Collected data
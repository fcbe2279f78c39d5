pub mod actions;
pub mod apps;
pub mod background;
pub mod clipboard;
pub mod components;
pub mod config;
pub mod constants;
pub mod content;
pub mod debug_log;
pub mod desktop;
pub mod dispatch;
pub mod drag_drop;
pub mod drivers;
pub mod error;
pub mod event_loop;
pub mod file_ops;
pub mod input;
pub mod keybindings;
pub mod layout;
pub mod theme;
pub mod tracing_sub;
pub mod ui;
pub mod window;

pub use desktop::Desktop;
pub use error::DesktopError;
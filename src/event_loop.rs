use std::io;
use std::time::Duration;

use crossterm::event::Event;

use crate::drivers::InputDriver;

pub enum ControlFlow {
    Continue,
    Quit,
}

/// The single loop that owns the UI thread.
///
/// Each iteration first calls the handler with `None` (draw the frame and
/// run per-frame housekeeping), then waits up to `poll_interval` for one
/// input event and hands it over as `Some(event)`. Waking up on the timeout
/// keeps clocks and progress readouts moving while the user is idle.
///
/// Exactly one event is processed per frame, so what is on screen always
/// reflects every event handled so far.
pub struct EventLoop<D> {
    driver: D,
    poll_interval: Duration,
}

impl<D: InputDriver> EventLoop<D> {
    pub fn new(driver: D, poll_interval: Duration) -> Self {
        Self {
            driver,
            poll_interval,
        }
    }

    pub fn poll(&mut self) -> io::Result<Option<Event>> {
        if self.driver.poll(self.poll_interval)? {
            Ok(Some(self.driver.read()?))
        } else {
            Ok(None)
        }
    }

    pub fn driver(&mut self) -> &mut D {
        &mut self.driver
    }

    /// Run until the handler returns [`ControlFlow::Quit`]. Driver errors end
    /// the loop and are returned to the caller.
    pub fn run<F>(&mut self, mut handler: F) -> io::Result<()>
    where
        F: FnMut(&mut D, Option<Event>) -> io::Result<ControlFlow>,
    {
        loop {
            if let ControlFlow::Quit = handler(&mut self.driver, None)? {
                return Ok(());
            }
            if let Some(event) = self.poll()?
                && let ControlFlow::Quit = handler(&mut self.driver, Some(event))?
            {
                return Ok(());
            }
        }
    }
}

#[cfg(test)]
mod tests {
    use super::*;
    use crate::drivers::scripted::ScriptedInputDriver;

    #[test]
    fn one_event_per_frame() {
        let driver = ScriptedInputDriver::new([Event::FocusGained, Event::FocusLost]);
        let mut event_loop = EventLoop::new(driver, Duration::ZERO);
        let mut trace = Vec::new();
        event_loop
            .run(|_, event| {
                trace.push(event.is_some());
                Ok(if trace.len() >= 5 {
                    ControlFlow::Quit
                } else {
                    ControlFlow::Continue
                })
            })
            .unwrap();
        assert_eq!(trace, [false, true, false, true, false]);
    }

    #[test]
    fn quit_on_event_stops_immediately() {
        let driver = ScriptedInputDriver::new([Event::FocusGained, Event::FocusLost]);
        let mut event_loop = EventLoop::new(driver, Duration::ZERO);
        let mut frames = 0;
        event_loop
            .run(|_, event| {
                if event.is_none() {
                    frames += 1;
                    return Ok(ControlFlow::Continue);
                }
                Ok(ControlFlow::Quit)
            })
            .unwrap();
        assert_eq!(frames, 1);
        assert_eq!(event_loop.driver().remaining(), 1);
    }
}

◆ ASSIGNED TASK ◆
Reproduce every line of the entries above, unchanged, from the very first one down to and including the line containing "handled so far.".

◆ OUTPUT FOR THIS EXERCISE ◆
repository fcbe2279f78c39d5
pub mod actions;
pub mod apps;
pub mod background;
pub mod clipboard;
pub mod components;
pub mod config;
pub mod constants;
pub mod content;
pub mod debug_log;
pub mod desktop;
pub mod dispatch;
pub mod drag_drop;
pub mod drivers;
pub mod error;
pub mod event_loop;
pub mod file_ops;
pub mod input;
pub mod keybindings;
pub mod layout;
pub mod theme;
pub mod tracing_sub;
pub mod ui;
pub mod window;

pub use desktop::Desktop;
pub use error::DesktopError;
filename src/event_loop.rs
use std::io;
use std::time::Duration;

use crossterm::event::Event;

use crate::drivers::InputDriver;

pub enum ControlFlow {
    Continue,
    Quit,
}

/// The single loop that owns the UI thread.
///
/// Each iteration first calls the handler with `None` (draw the frame and
/// run per-frame housekeeping), then waits up to `poll_interval` for one
/// input event and hands it over as `Some(event)`. Waking up on the timeout
/// keeps clocks and progress readouts moving while the user is idle.
///
/// Exactly one event is processed per frame, so what is on screen always
/// reflects every event handled so far.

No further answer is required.